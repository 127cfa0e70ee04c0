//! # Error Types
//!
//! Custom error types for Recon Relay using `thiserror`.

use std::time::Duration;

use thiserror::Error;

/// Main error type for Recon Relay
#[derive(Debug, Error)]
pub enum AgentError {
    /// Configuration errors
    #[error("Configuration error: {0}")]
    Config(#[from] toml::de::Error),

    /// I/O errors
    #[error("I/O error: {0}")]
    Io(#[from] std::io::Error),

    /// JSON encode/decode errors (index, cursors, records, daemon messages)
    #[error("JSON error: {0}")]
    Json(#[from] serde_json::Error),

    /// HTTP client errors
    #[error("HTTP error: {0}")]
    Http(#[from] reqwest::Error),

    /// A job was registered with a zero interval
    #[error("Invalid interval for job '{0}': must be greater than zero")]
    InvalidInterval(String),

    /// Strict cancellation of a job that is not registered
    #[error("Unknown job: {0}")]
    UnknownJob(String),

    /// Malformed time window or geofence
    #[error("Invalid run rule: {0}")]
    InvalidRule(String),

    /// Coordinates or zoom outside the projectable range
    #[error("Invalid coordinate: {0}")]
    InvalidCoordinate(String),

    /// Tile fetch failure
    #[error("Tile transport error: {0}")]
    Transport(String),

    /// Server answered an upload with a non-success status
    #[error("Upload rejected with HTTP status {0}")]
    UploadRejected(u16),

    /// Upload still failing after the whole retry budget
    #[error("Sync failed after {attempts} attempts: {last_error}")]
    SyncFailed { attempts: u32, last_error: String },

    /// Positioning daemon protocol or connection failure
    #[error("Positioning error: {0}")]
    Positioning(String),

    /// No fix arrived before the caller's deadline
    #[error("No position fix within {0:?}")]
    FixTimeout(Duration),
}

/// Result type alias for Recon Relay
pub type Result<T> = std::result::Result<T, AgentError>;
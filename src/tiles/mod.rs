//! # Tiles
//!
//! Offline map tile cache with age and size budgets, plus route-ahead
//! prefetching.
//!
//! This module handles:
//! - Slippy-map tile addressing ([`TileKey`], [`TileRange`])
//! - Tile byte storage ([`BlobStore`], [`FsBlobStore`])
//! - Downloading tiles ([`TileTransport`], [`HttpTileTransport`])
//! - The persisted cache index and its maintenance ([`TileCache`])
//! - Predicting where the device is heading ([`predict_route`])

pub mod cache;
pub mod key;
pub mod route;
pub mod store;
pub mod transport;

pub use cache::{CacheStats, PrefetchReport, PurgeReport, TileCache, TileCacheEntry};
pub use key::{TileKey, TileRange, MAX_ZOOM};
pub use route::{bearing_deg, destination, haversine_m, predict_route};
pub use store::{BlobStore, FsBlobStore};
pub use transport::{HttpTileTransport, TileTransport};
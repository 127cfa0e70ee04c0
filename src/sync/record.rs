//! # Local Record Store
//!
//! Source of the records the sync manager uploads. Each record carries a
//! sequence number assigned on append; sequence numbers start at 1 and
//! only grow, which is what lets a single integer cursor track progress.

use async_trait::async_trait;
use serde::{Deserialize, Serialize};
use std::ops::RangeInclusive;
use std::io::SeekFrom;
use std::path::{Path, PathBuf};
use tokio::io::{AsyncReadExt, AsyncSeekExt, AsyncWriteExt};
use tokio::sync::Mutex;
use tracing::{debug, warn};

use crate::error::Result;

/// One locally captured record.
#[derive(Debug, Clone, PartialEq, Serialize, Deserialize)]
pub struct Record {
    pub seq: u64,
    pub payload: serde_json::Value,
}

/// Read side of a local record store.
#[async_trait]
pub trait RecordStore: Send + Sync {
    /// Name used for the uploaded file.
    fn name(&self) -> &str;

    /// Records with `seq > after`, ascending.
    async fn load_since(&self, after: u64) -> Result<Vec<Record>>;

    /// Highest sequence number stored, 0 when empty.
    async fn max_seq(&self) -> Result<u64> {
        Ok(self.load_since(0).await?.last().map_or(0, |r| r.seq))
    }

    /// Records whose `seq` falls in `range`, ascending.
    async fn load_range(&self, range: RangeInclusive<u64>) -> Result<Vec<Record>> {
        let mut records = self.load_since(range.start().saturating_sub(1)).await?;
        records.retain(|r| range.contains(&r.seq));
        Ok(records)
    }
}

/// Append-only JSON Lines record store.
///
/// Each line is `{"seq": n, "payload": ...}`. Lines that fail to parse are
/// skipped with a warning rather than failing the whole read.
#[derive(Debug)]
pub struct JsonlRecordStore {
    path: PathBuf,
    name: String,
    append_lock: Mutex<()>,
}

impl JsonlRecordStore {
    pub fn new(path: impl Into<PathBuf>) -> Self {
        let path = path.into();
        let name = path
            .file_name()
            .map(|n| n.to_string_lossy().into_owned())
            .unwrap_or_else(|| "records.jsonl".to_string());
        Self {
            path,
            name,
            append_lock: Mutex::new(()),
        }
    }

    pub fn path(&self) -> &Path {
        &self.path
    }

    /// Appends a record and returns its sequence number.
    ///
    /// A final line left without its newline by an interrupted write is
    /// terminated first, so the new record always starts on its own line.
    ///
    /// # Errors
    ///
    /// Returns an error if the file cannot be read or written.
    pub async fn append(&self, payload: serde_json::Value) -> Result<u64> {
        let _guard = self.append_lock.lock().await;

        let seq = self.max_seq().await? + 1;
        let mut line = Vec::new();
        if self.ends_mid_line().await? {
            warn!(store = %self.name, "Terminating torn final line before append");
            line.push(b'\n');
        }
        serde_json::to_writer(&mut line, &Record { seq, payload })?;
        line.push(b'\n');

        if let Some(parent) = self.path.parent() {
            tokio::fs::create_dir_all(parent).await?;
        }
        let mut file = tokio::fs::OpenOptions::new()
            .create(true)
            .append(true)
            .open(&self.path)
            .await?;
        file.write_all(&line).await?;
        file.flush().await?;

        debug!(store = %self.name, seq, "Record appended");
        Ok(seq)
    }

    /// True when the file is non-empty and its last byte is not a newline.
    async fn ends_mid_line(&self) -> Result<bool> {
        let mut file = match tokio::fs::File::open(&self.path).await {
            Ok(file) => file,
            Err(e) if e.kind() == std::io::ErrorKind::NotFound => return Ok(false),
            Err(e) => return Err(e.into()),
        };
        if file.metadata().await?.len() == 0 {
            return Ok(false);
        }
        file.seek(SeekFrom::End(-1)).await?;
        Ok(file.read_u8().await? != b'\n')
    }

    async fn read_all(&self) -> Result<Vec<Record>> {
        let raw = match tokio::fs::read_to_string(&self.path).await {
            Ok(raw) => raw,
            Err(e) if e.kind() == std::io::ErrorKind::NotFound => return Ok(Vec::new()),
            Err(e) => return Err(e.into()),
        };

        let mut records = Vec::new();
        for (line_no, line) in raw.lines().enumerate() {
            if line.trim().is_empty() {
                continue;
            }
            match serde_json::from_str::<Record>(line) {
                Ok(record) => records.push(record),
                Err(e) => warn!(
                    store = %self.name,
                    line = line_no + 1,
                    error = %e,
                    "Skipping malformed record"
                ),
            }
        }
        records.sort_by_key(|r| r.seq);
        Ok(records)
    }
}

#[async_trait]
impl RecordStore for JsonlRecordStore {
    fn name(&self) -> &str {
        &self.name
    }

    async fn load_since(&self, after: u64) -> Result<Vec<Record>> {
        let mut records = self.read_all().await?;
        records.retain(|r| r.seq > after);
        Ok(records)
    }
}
══════════
*EXERCISE BRIEF*:
Look above and repeat, character for character, the lines from the first one to the line with "Tile fetch failure", counting both.

*TASK OUTPUT*:
repository 127cfa0e70ee04c0
//! # Error Types
//!
//! Custom error types for Recon Relay using `thiserror`.

use std::time::Duration;

use thiserror::Error;

/// Main error type for Recon Relay
#[derive(Debug, Error)]
pub enum AgentError {
    /// Configuration errors
    #[error("Configuration error: {0}")]
    Config(#[from] toml::de::Error),

    /// I/O errors
    #[error("I/O error: {0}")]
    Io(#[from] std::io::Error),

    /// JSON encode/decode errors (index, cursors, records, daemon messages)
    #[error("JSON error: {0}")]
    Json(#[from] serde_json::Error),

    /// HTTP client errors
    #[error("HTTP error: {0}")]
    Http(#[from] reqwest::Error),

    /// A job was registered with a zero interval
    #[error("Invalid interval for job '{0}': must be greater than zero")]
    InvalidInterval(String),

    /// Strict cancellation of a job that is not registered
    #[error("Unknown job: {0}")]
    UnknownJob(String),

    /// Malformed time window or geofence
    #[error("Invalid run rule: {0}")]
    InvalidRule(String),

    /// Coordinates or zoom outside the projectable range
    #[error("Invalid coordinate: {0}")]
    InvalidCoordinate(String),

    /// Tile fetch failure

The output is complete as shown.